Learning Rate Scheduling

Sneiderman, Robby

Training Techniques

Learning Rate Scheduling

Why learning rate moves the loss more than any other hyperparameter, and how warmup, cosine decay, step decay, cyclic schedules, and 1cycle policy control training dynamics.

CoreTier 1StableSupporting~45 min

Prerequisites

Stochastic Gradient Descent Convergence Adam Optimizer Batch Size and Learning Dynamics Gradient Descent Variants

Start 8-question practice · 6 available 3-question pulse check Prereq Map

Learning position

Read this page in the graph.

training-techniques | layer 2 | tier 1. This page has 4 direct prerequisites and 1 published dependent.

Open Atlas Prerequisites Leads to

What next

Mixed Precision Training

This is the first curated or graph-derived continuation from the current page.

Evidence badge

Claim status

This page has no public Lean mapping yet. Use the evidence page to inspect how claim status labels work.

Show the backing system

AtlasOpen the full prerequisite graph and run grounding traces.EvidenceInspect source support, claim labels, and public trust status.LeanReview the checked declaration list, scopes, and axiom profile.

Why This Matters

Base LR:0.0010

Changing the learning rate schedule can matter more than changing the model architecture. A badly tuned constant learning rate either diverges (too high) or converges to a poor solution (too low). Every modern training recipe uses some form of learning rate scheduling.

Mental Model

The learning rate controls the step size in parameter space. Early in training, you want large steps to move away from random initialization. Late in training, you want small steps to settle into a good minimum. The schedule is the function $\eta(t)$ mapping training step $t$ to learning rate.
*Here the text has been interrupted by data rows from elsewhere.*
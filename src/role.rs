// The role finite state machine.
//
// This is a pure, total function with no callback parameter: `transition`
// computes the prospective next state without mutating anything, and
// `commit` is the only thing that ever changes `self.state`. The Server
// decides whether to call `commit` after it has attempted whatever
// persistence the transition requires, so a failed persist never leaves the
// FSM mid-transition.

use serde::{Deserialize, Serialize};

#[derive(Debug, Clone, Copy, PartialEq, Eq, Serialize, Deserialize)]
pub enum Role {
    Follower,
    Candidate,
    Leader,
}

#[derive(Debug, Clone, Copy, PartialEq, Eq)]
pub enum Event {
    Election,
    Majority,
    HighTerm,
    NewTerm,
    NewLeader,
}

#[derive(Debug, Default)]
pub struct RoleFsm {
    state: RoleState,
}

#[derive(Debug, Clone, Copy, PartialEq, Eq)]
struct RoleState(Role);

impl Default for RoleState {
    fn default() -> Self {
        RoleState(Role::Follower)
    }
}

impl RoleFsm {
    pub fn new() -> Self {
        Self::default()
    }

    pub fn state(&self) -> Role {
        self.state.0
    }

    /// Computes the state `event` would move to from the current state,
    /// without mutating anything. `None` means the event is rejected in the
    /// current state and the caller must leave the role untouched.
    pub fn transition(&self, event: Event) -> Option<Role> {
        use Event::*;
        use Role::*;
        match (self.state.0, event) {
            (Follower, Election) => Some(Candidate),
            (Candidate, Election) => Some(Candidate),
            (Candidate, Majority) => Some(Leader),
            (Candidate, NewLeader) => Some(Follower),
            (Candidate, NewTerm) => Some(Follower),
            (Leader, HighTerm) => Some(Follower),
            _ => None,
        }
    }

    /// Commits a previously computed transition. The Server calls this only
    /// after whatever persistence the transition required has already
    /// succeeded; it never validates the move itself, so a caller that
    /// bypasses `transition` can corrupt the FSM — in practice every call
    /// site threads the value straight through from `transition`.
    pub fn commit(&mut self, next: Role) {
        self.state.0 = next;
    }
}
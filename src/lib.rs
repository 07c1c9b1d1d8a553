// raft-core: the leader-election half of Raft, as an embeddable library.
//
// This crate owns the core consensus state machine: the role state machine,
// the term/vote discipline, the replicated log, the node table, and the
// vote/append-entries handlers and periodic tick that drive them. Wire
// transport, durable storage, the application state machine and the clock
// are external collaborators reached only through the traits in `ports`.

pub mod config;
pub mod error;
pub mod log;
pub mod node;
pub mod ports;
pub mod role;
pub mod rpc;
pub mod server;
pub mod types;

#[cfg(feature = "runtime")]
pub mod runtime;

pub use config::RaftConfig;
pub use error::{RaftError, Result};
pub use log::Log;
pub use node::{NodeTable, Peer};
pub use ports::{Apply, Storage, Transport};
pub use role::{Event, Role};
pub use rpc::{
    AppendEntriesRequest, AppendEntriesResponse, InstallSnapshotRequest, InstallSnapshotResponse,
    Message, VoteRequest, VoteResponse, VoteResult,
};
pub use server::Server;
pub use types::{EntryKind, LogEntry, LogIndex, NodeId, Term};
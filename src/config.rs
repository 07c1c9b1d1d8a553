use std::time::Duration;

/// Constructor-only configuration for a [`crate::server::Server`].
///
/// There is no file or CLI loader here — wiring configuration in from disk
/// or argv is an embedder concern, explicitly out of scope for this crate.
#[derive(Debug, Clone)]
pub struct RaftConfig {
    /// Leader heartbeat interval: once leader, an empty append-entries is
    /// sent to every active peer whenever this much time has elapsed since
    /// the last one.
    pub request_timeout: Duration,

    /// Base of the randomized election deadline. The deadline actually used
    /// on any given round is `election_timeout + uniform(0, election_timeout - 1)`,
    /// re-sampled on every role transition.
    pub election_timeout: Duration,

    /// Seed for the injected RNG driving election-timeout randomization.
    /// `None` seeds from OS entropy; tests pass `Some(_)` for reproducibility.
    pub seed: Option<u64>,
}

impl Default for RaftConfig {
    fn default() -> Self {
        Self {
            request_timeout: Duration::from_millis(200),
            election_timeout: Duration::from_millis(1000),
            seed: None,
        }
    }
}
// Core identifiers and the log entry shape shared by every other module.
//
// Kept deliberately thin: these are the vocabulary of the wire messages
// (rpc.rs), the log (log.rs) and the node table (node.rs), not a home for
// behavior.

use serde::{Deserialize, Serialize};
use std::fmt;

/// An election term. Monotonically nondecreasing for the lifetime of a node.
pub type Term = u64;

/// A 1-based position in the replicated log. `0` means "none".
pub type LogIndex = u64;

/// Stable identifier for a node, unique within a cluster.
#[derive(Debug, Clone, Copy, PartialEq, Eq, Hash, PartialOrd, Ord, Serialize, Deserialize)]
pub struct NodeId(pub u64);

impl fmt::Display for NodeId {
    fn fmt(&self, f: &mut fmt::Formatter<'_>) -> fmt::Result {
        write!(f, "{}", self.0)
    }
}

impl From<u64> for NodeId {
    fn from(id: u64) -> Self {
        NodeId(id)
    }
}

/// What an entry carries. `Regular` entries are Raft-internal (currently only
/// ever empty, i.e. heartbeats replicate no entry); `User` entries carry an
/// opaque payload handed to the application state machine on commit.
#[derive(Debug, Clone, Copy, PartialEq, Eq, Serialize, Deserialize)]
pub enum EntryKind {
    Regular,
    User,
}

/// An entry in the replicated log.
///
/// Once appended at index `i` with term `t`, the pair `(i, t)` uniquely
/// identifies this entry across the cluster. Entries are never mutated in
/// place — only appended, truncated from the tail, or polled from the head.
#[derive(Debug, Clone, PartialEq, Serialize, Deserialize)]
pub struct LogEntry {
    pub kind: EntryKind,
    pub term: Term,
    pub entry_id: u64,
    pub payload: Vec<u8>,
}

impl LogEntry {
    pub fn user(term: Term, entry_id: u64, payload: Vec<u8>) -> Self {
        Self {
            kind: EntryKind::User,
            term,
            entry_id,
            payload,
        }
    }

    pub fn regular(term: Term, entry_id: u64) -> Self {
        Self {
            kind: EntryKind::Regular,
            term,
            entry_id,
            payload: Vec::new(),
        }
    }
}
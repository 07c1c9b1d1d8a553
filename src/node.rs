// The node table: an arena of Peer records keyed by NodeId.
//
// The table is the sole owner of each `Peer` (a plain HashMap), and
// `leader`/`voted_for` on the Server are `Option<NodeId>` lookups into it,
// never long-lived references.

use crate::types::{LogIndex, NodeId};
use std::collections::HashMap;

/// One peer's bookkeeping, as seen by a Server that is not necessarily that
/// peer's leader.
#[derive(Debug, Clone)]
pub struct Peer {
    pub id: NodeId,

    /// Next log index the leader will send to this peer.
    pub next_index: LogIndex,

    /// Highest log index known to be replicated on this peer.
    pub match_index: LogIndex,

    /// Set when this peer granted us its vote in the current term's
    /// election; cleared on every new election round.
    pub voted_for_me: bool,

    /// Whether this peer's vote counts toward majority and whose log it
    /// replicates. A non-voting peer still receives replication.
    pub voting: bool,

    /// Whether this peer is currently reachable/participating. An inactive
    /// peer is skipped by majority counts and heartbeats.
    pub active: bool,

    /// Set once a non-voting peer's log has caught up enough to be promoted
    /// to voting. Bookkeeping only: promotion itself is a membership-change
    /// operation beyond this crate's scope.
    pub sufficient_logs: bool,

    /// Joint-consensus bookkeeping, carried as data for a membership-change
    /// mechanism this crate does not itself implement. No code here reads
    /// or sets these beyond construction and `node_add`/`node_remove`.
    pub voting_committed: bool,
    pub addition_committed: bool,
}

impl Peer {
    /// A freshly added, non-voting peer with cursors reset for a leader at
    /// `leader_current_index`.
    pub fn new(id: NodeId, voting: bool, leader_current_index: LogIndex) -> Self {
        Self {
            id,
            next_index: leader_current_index + 1,
            match_index: 0,
            voted_for_me: false,
            voting,
            active: true,
            sufficient_logs: false,
            voting_committed: voting,
            addition_committed: true,
        }
    }
}

/// The peer table. Owns every `Peer` this Server knows about, including
/// `this_node`'s own entry (added at construction, always voting).
#[derive(Debug, Default)]
pub struct NodeTable {
    peers: HashMap<NodeId, Peer>,
}

impl NodeTable {
    pub fn new() -> Self {
        Self {
            peers: HashMap::new(),
        }
    }

    pub fn get(&self, id: NodeId) -> Option<&Peer> {
        self.peers.get(&id)
    }

    pub fn get_mut(&mut self, id: NodeId) -> Option<&mut Peer> {
        self.peers.get_mut(&id)
    }

    pub fn contains(&self, id: NodeId) -> bool {
        self.peers.contains_key(&id)
    }

    /// Inserts a new peer. Returns `false` (no allocation performed, no
    /// state changed) if `id` is already present — the caller maps that to
    /// `RaftError::ENoMem` only when insertion is expected to be fresh;
    /// callers that tolerate re-adding an existing peer treat `false` as a
    /// no-op.
    pub fn insert(&mut self, peer: Peer) -> bool {
        if self.peers.contains_key(&peer.id) {
            return false;
        }
        self.peers.insert(peer.id, peer);
        true
    }

    pub fn remove(&mut self, id: NodeId) -> Option<Peer> {
        self.peers.remove(&id)
    }

    pub fn iter(&self) -> impl Iterator<Item = &Peer> {
        self.peers.values()
    }

    pub fn iter_mut(&mut self) -> impl Iterator<Item = &mut Peer> {
        self.peers.values_mut()
    }

    /// Clears `voted_for_me` on every peer. Called when a node becomes a
    /// candidate for a new election round.
    pub fn clear_votes(&mut self) {
        for peer in self.peers.values_mut() {
            peer.voted_for_me = false;
        }
    }

    /// Count of peers that are both `voting` and `active`. Majority is
    /// `(voting_active() / 2) + 1`.
    pub fn voting_active(&self) -> usize {
        self.peers.values().filter(|p| p.voting && p.active).count()
    }
}
// A tiny in-process test harness: several `Server`s wired together through
// a shared in-memory mailbox instead of a real transport, and an in-memory
// storage/apply double instead of a real disk and application state
// machine. No `tokio::test` appears anywhere here because the core itself
// is synchronous.

#![allow(dead_code)]

use std::cell::RefCell;
use std::collections::{HashMap, VecDeque};
use std::rc::Rc;
use std::time::Duration;

use raft_core::{
    Apply, LogEntry, LogIndex, Message, NodeId, RaftConfig, Server, Storage, Transport,
};

/// An envelope in flight between two in-process servers.
pub struct Envelope {
    pub from: NodeId,
    pub to: NodeId,
    pub message: Message,
}

type Mailbox = Rc<RefCell<VecDeque<Envelope>>>;

/// `Transport` double: every `send` is appended to a shared mailbox tagged
/// with the sending server's id. Delivery is driven explicitly by the test
/// (via [`Cluster::deliver_all`]) rather than happening inline, so tests can
/// inspect in-flight messages and control delivery order.
pub struct ChannelTransport {
    from: NodeId,
    mailbox: Mailbox,
}

impl Transport for ChannelTransport {
    fn send(&mut self, peer: NodeId, message: Message) {
        self.mailbox.borrow_mut().push_back(Envelope {
            from: self.from,
            to: peer,
            message,
        });
    }
}

/// `Storage` double: always succeeds, and records the last term/vote it was
/// asked to persist so a test can assert persistence happened without
/// reaching into `Server`'s private fields.
#[derive(Default, Clone)]
pub struct RecordingStorage {
    pub persisted_term: Rc<RefCell<Option<u64>>>,
    pub persisted_vote: Rc<RefCell<Option<Option<NodeId>>>>,
}

impl Storage for RecordingStorage {
    fn persist_term(&mut self, term: u64) -> Result<(), String> {
        *self.persisted_term.borrow_mut() = Some(term);
        Ok(())
    }

    fn persist_vote(&mut self, voted_for: Option<NodeId>) -> Result<(), String> {
        *self.persisted_vote.borrow_mut() = Some(voted_for);
        Ok(())
    }

    fn persist_entry(&mut self, _entry: &LogEntry, _index: LogIndex) -> Result<(), String> {
        Ok(())
    }

    fn persist_head_poll(&mut self, _index: LogIndex) -> Result<(), String> {
        Ok(())
    }

    fn persist_tail_truncate(&mut self, _index: LogIndex) -> Result<(), String> {
        Ok(())
    }
}

/// `Apply` double: records every committed entry it is handed, in order.
#[derive(Default, Clone)]
pub struct RecordingApply {
    pub applied: Rc<RefCell<Vec<(LogIndex, LogEntry)>>>,
}

impl Apply for RecordingApply {
    fn apply(&mut self, index: LogIndex, entry: &LogEntry) {
        self.applied.borrow_mut().push((index, entry.clone()));
    }
}

pub type TestServer = Server<RecordingStorage, ChannelTransport, RecordingApply>;

/// A cluster of in-process servers sharing one mailbox, each a voting peer
/// of every other. Built with a deterministic RNG seed per node (`100 +
/// id`) so election-timeout jitter is reproducible across test runs.
pub struct Cluster {
    pub servers: HashMap<u64, TestServer>,
    pub storages: HashMap<u64, RecordingStorage>,
    pub applies: HashMap<u64, RecordingApply>,
    mailbox: Mailbox,
}

impl Cluster {
    pub fn new(ids: &[u64]) -> Self {
        Self::with_config(ids, RaftConfig::default())
    }

    pub fn with_config(ids: &[u64], base_config: RaftConfig) -> Self {
        let mailbox: Mailbox = Rc::new(RefCell::new(VecDeque::new()));
        let mut servers = HashMap::new();
        let mut storages = HashMap::new();
        let mut applies = HashMap::new();

        for &id in ids {
            let storage = RecordingStorage::default();
            let apply = RecordingApply::default();
            let transport = ChannelTransport {
                from: NodeId::from(id),
                mailbox: Rc::clone(&mailbox),
            };
            let config = RaftConfig {
                seed: Some(100 + id),
                ..base_config.clone()
            };
            let mut server = Server::new(NodeId::from(id), config, storage.clone(), transport, apply.clone());
            for &peer in ids {
                if peer != id {
                    server.node_add(NodeId::from(peer), true).unwrap();
                }
            }
            servers.insert(id, server);
            storages.insert(id, storage);
            applies.insert(id, apply);
        }

        Self {
            servers,
            storages,
            applies,
            mailbox,
        }
    }

    pub fn server(&mut self, id: u64) -> &mut TestServer {
        self.servers.get_mut(&id).expect("unknown node id")
    }

    pub fn pending(&self) -> usize {
        self.mailbox.borrow().len()
    }

    /// Discards every envelope currently in flight, simulating the
    /// transport dropping them — explicitly tolerated for vote and
    /// heartbeat traffic.
    pub fn drop_pending(&mut self) {
        self.mailbox.borrow_mut().clear();
    }

    /// Drains the mailbox, handing every envelope to its destination
    /// server's matching handler. Request handlers' responses are re-queued
    /// as replies addressed back to the sender, exactly as a real transport
    /// would round-trip them; this runs until the mailbox is empty or
    /// `max_rounds` envelopes have been processed (a safety bound against
    /// an infeasible infinite reply loop in a broken test).
    pub fn deliver_all(&mut self) {
        self.deliver_up_to(10_000);
    }

    pub fn deliver_up_to(&mut self, max_rounds: usize) {
        let mut processed = 0;
        while processed < max_rounds {
            let envelope = self.mailbox.borrow_mut().pop_front();
            let Some(envelope) = envelope else {
                break;
            };
            processed += 1;
            self.process_envelope(envelope);
        }
    }

    /// Delivers only envelopes whose `from` and `to` both fall in `members`,
    /// leaving everything else in the mailbox untouched and in order. Used
    /// to model a subset of the cluster exchanging messages while the rest
    /// is (for the moment) partitioned away, without needing a real
    /// partition in the transport double.
    pub fn deliver_among(&mut self, members: &[u64]) {
        loop {
            let next = {
                let mailbox = self.mailbox.borrow();
                mailbox
                    .iter()
                    .position(|e| members.contains(&e.from.0) && members.contains(&e.to.0))
            };
            let Some(index) = next else {
                break;
            };
            let envelope = self.mailbox.borrow_mut().remove(index).unwrap();
            self.process_envelope(envelope);
        }
    }

    fn process_envelope(&mut self, envelope: Envelope) {
        let Envelope { from, to, message } = envelope;
        let Some(server) = self.servers.get_mut(&to.0) else {
            return;
        };
        match message {
            Message::VoteRequest(req) => {
                if let Ok(resp) = server.recv_vote_request(req) {
                    self.mailbox.borrow_mut().push_back(Envelope {
                        from: to,
                        to: from,
                        message: Message::VoteResponse(resp),
                    });
                }
            }
            Message::VoteResponse(resp) => {
                let _ = server.recv_vote_response(from, resp);
            }
            Message::AppendEntriesRequest(req) => {
                if let Ok(resp) = server.recv_appendentries_request(req) {
                    self.mailbox.borrow_mut().push_back(Envelope {
                        from: to,
                        to: from,
                        message: Message::AppendEntriesResponse(resp),
                    });
                }
            }
            Message::AppendEntriesResponse(resp) => {
                let _ = server.recv_appendentries_response(from, resp);
            }
        }
    }

    /// Advances every server's clock by `dt`, without delivering any
    /// messages those ticks produce (call [`Cluster::deliver_all`]
    /// afterward for that).
    pub fn tick_all(&mut self, dt: Duration) {
        let mut ids: Vec<u64> = self.servers.keys().copied().collect();
        ids.sort_unstable();
        for id in ids {
            let _ = self.servers.get_mut(&id).unwrap().periodic(dt);
        }
    }
}
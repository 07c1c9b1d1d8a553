// External collaborators, as narrow traits.
//
// `Server<S, T, A>` is generic over these rather than boxing them as trait
// objects: a generic parameter monomorphizes to a direct call, with no
// v-table indirection on the hot path, matching the zero-cost defaults this
// codebase reaches for elsewhere (see `Log`'s direct struct fields rather
// than a boxed storage backend). No method here ever blocks or suspends;
// an embedder that needs to await something does so around the call, never
// inside it.

use crate::types::{LogEntry, LogIndex, NodeId, Term};
use crate::rpc::Message;

/// The durable store. Every method is expected to complete synchronously
/// from the Server's point of view: a `Storage` implementation that defers
/// to a background thread must not return `Ok` until the write is actually
/// durable, because the Server relies on that to decide whether a reply
/// depending on the write may be sent.
pub trait Storage {
    /// Must be durable before any vote reply referencing `term` is produced.
    fn persist_term(&mut self, term: Term) -> Result<(), String>;

    /// Must be durable before any vote reply referencing `voted_for` is
    /// produced. `None` persists "no vote" (e.g. after adopting a new term).
    fn persist_vote(&mut self, voted_for: Option<NodeId>) -> Result<(), String>;

    /// Called before `Log::append`; failure aborts the append and the
    /// in-memory log is left untouched.
    fn persist_entry(&mut self, entry: &LogEntry, index: LogIndex) -> Result<(), String>;

    /// Called before `Log::pop_front`, once per polled entry.
    fn persist_head_poll(&mut self, index: LogIndex) -> Result<(), String>;

    /// Called before `Log::pop_back`, once per truncated entry, youngest
    /// first. Failure stops the truncate loop with entries already removed
    /// staying removed.
    fn persist_tail_truncate(&mut self, index: LogIndex) -> Result<(), String>;
}

/// The transport. `send` is fire-and-forget from the Server's perspective —
/// the transport may drop, duplicate, reorder or delay a message, and the
/// core tolerates all three for vote and heartbeat traffic. No delivery
/// acknowledgement is required.
pub trait Transport {
    fn send(&mut self, peer: NodeId, message: Message);
}

/// The application state machine. `apply` is invoked once per committed
/// entry, in index order, as `last_applied` catches up to `commit_index`.
pub trait Apply {
    fn apply(&mut self, index: LogIndex, entry: &LogEntry);
}
use thiserror::Error;

/// The error currency of the crate.
///
/// Only three things ever come back from a `Server` method as an `Err`: a
/// logical rejection the caller can recover from by re-inspecting state
/// (`Fail`), an allocation failure in the peer/entry tables (`ENoMem`), or a
/// failure bubbled up from an embedder-supplied port (`Port`). Invariant
/// violations — the Server observing a state its own handlers should make
/// unreachable, such as a leader reaching the self-vote branch of
/// `recv_vote_request` — are programmer errors and `panic!`/`debug_assert!`
/// instead of returning here; see the policy note in `server.rs`.
#[derive(Error, Debug, Clone, PartialEq, Eq)]
pub enum RaftError {
    #[error("rejected: {0}")]
    Fail(&'static str),

    #[error("allocation failed")]
    ENoMem,

    #[error("port failure: {0}")]
    Port(String),
}

pub type Result<T> = std::result::Result<T, RaftError>;
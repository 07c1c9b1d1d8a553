// Managed drive for embedders already on Tokio (feature `runtime`).
//
// `RaftRunner` is sugar over the manual-drive shape every embedder can use
// without this feature. It owns exactly one `Server` behind a mutex, spawns
// a ticking task and a message-dispatch task, and never holds the lock
// across an `.await` — the core's reentrant-free guarantee is preserved,
// it is just Tokio doing the polling instead of the embedder's own loop.
// This is the one module in the crate that depends on `tokio`; nothing
// under `src/server.rs` or its siblings ever awaits anything.

use std::sync::Arc;
use std::time::Duration;

use tokio::sync::{mpsc, Mutex};
use tokio::task::JoinHandle;

use crate::ports::{Apply, Storage, Transport};
use crate::rpc::Message;
use crate::server::Server;
use crate::types::NodeId;

/// An inbound RPC envelope as delivered off an embedder's transport:
/// the peer it came from, and the message itself.
pub type Inbound = (NodeId, Message);

/// Drives a `Server` for an embedder that already runs a Tokio executor.
///
/// `spawn` hands back the runner plus the two `JoinHandle`s it started; the
/// embedder's transport is expected to push `(from, message)` pairs into
/// the `mpsc::Sender` returned by [`RaftRunner::inbound`] as they arrive.
/// Dropping the runner does not stop the spawned tasks — call
/// [`RaftRunner::shutdown`] (or abort the handles) to do that.
pub struct RaftRunner<S, T, A>
where
    S: Storage + Send + 'static,
    T: Transport + Send + 'static,
    A: Apply + Send + 'static,
{
    server: Arc<Mutex<Server<S, T, A>>>,
    inbound: mpsc::Sender<Inbound>,
    tick_task: JoinHandle<()>,
    dispatch_task: JoinHandle<()>,
}

impl<S, T, A> RaftRunner<S, T, A>
where
    S: Storage + Send + 'static,
    T: Transport + Send + 'static,
    A: Apply + Send + 'static,
{
    /// Spawns the tick loop (firing every `tick_interval`) and the message
    /// dispatch loop over a bounded inbound channel of `queue_depth`.
    pub fn spawn(server: Server<S, T, A>, tick_interval: Duration, queue_depth: usize) -> Self {
        let server = Arc::new(Mutex::new(server));
        let (tx, rx) = mpsc::channel(queue_depth);

        let tick_task = tokio::spawn(Self::tick_loop(Arc::clone(&server), tick_interval));
        let dispatch_task = tokio::spawn(Self::dispatch_loop(Arc::clone(&server), rx));

        Self {
            server,
            inbound: tx,
            tick_task,
            dispatch_task,
        }
    }

    /// Sender side of the inbound message queue; wire an embedder's
    /// transport to push `(from, message)` pairs here as they arrive.
    pub fn inbound(&self) -> mpsc::Sender<Inbound> {
        self.inbound.clone()
    }

    /// A clone of the shared handle, for callers that want to `propose` or
    /// read state (`role()`, `commit_index()`, ...) without going through
    /// the RPC/tick paths.
    pub fn handle(&self) -> Arc<Mutex<Server<S, T, A>>> {
        Arc::clone(&self.server)
    }

    /// Aborts both spawned tasks. The `Server` itself is left in whatever
    /// state the last completed handler left it in.
    pub fn shutdown(self) {
        self.tick_task.abort();
        self.dispatch_task.abort();
    }

    async fn tick_loop(server: Arc<Mutex<Server<S, T, A>>>, interval: Duration) {
        let mut ticker = tokio::time::interval(interval);
        loop {
            ticker.tick().await;
            let mut guard = server.lock().await;
            if let Err(err) = guard.periodic(interval) {
                tracing::warn!(error = %err, "periodic tick rejected");
            }
        }
    }

    async fn dispatch_loop(server: Arc<Mutex<Server<S, T, A>>>, mut rx: mpsc::Receiver<Inbound>) {
        while let Some((from, message)) = rx.recv().await {
            let mut guard = server.lock().await;
            match message {
                Message::VoteRequest(req) => match guard.recv_vote_request(req) {
                    Ok(resp) => guard.transport_mut().send(from, Message::VoteResponse(resp)),
                    Err(err) => tracing::warn!(error = %err, %from, "vote request handler failed"),
                },
                Message::VoteResponse(resp) => {
                    if let Err(err) = guard.recv_vote_response(from, resp) {
                        tracing::warn!(error = %err, %from, "vote response handler failed");
                    }
                }
                Message::AppendEntriesRequest(req) => match guard.recv_appendentries_request(req) {
                    Ok(resp) => guard
                        .transport_mut()
                        .send(from, Message::AppendEntriesResponse(resp)),
                    Err(err) => {
                        tracing::warn!(error = %err, %from, "append-entries request handler failed")
                    }
                },
                Message::AppendEntriesResponse(resp) => {
                    if let Err(err) = guard.recv_appendentries_response(from, resp) {
                        tracing::warn!(error = %err, %from, "append-entries response handler failed");
                    }
                }
            }
        }
    }
}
The theoretical foundations for convergence under decaying step sizes come from SGD convergence theory.

Formal Setup

Definition

Learning Rate Schedule $η (t)$

A learning rate schedule is a function $\eta: \{0, 1, \ldots, T\} \to \mathbb{R}_{>0}$ that determines the step size at each iteration of gradient descent:

$\theta_{t+1} = \theta_t - \eta(t) \nabla \hat{R}(\theta_t)$

where $\hat{R}$ is the empirical risk.

Common Schedules

Constant Learning Rate

The simplest schedule: $\eta(t) = \eta_0$ for all $t$ . Rarely optimal, but useful as a baseline. For convex problems with Lipschitz gradients, constant LR with value $\eta \leq 1/L$ guarantees convergence at rate $O(1/T)$ .

Step Decay

Drop the learning rate by a constant factor $\gamma \in (0,1)$ at fixed milestones:

$\eta(t) = \eta_0 \cdot \gamma^{\lfloor t / s \rfloor}$

where $s$ is the step interval. Common choice: $\gamma = 0.1$ every 30 epochs. This was the default schedule for ResNet training.

Cosine Decay

The learning rate follows a cosine curve from $\eta_{\max}$ to $\eta_{\min}$ :

$\eta(t) = \eta_{\min} + \frac{1}{2}(\eta_{\max} - \eta_{\min})\left(1 + \cos\left(\frac{\pi t}{T}\right)\right)$

Cosine decay provides a smooth annealing that spends more iterations at moderate learning rates compared to step decay. Loshchilov and Hutter (2016) showed this consistently outperforms step decay across architectures.

Linear Warmup

Start from a small $\eta_{\text{init}}$ and increase linearly to $\eta_{\max}$ over $T_w$ warmup steps:

$\eta(t) = \eta_{\text{init}} + \frac{t}{T_w}(\eta_{\max} - \eta_{\text{init}}), \quad t \leq T_w$

Cyclic Learning Rate

Alternate between $\eta_{\min}$ and $\eta_{\max}$ over a cycle of length $2C$ steps:

$\eta(t) = \eta_{\min} + (\eta_{\max} - \eta_{\min}) \cdot \max(0, 1 - |t/C - 2\lfloor t/(2C) \rfloor - 1|)$

Smith (2017) showed that cycling can achieve equivalent accuracy in fewer epochs. The key insight: periodically increasing LR helps escape sharp minima. This interacts with the choice of gradient descent variant used.

1Cycle Policy

A single cycle: warmup from $\eta_{\min}$ to $\eta_{\max}$ over the first ~30% of training, then decay back to $\eta_{\min}$ (or below) for the remaining 70%. Smith and Topin (2019) demonstrated "super-convergence" where 1cycle training reaches the same accuracy in 10x fewer iterations.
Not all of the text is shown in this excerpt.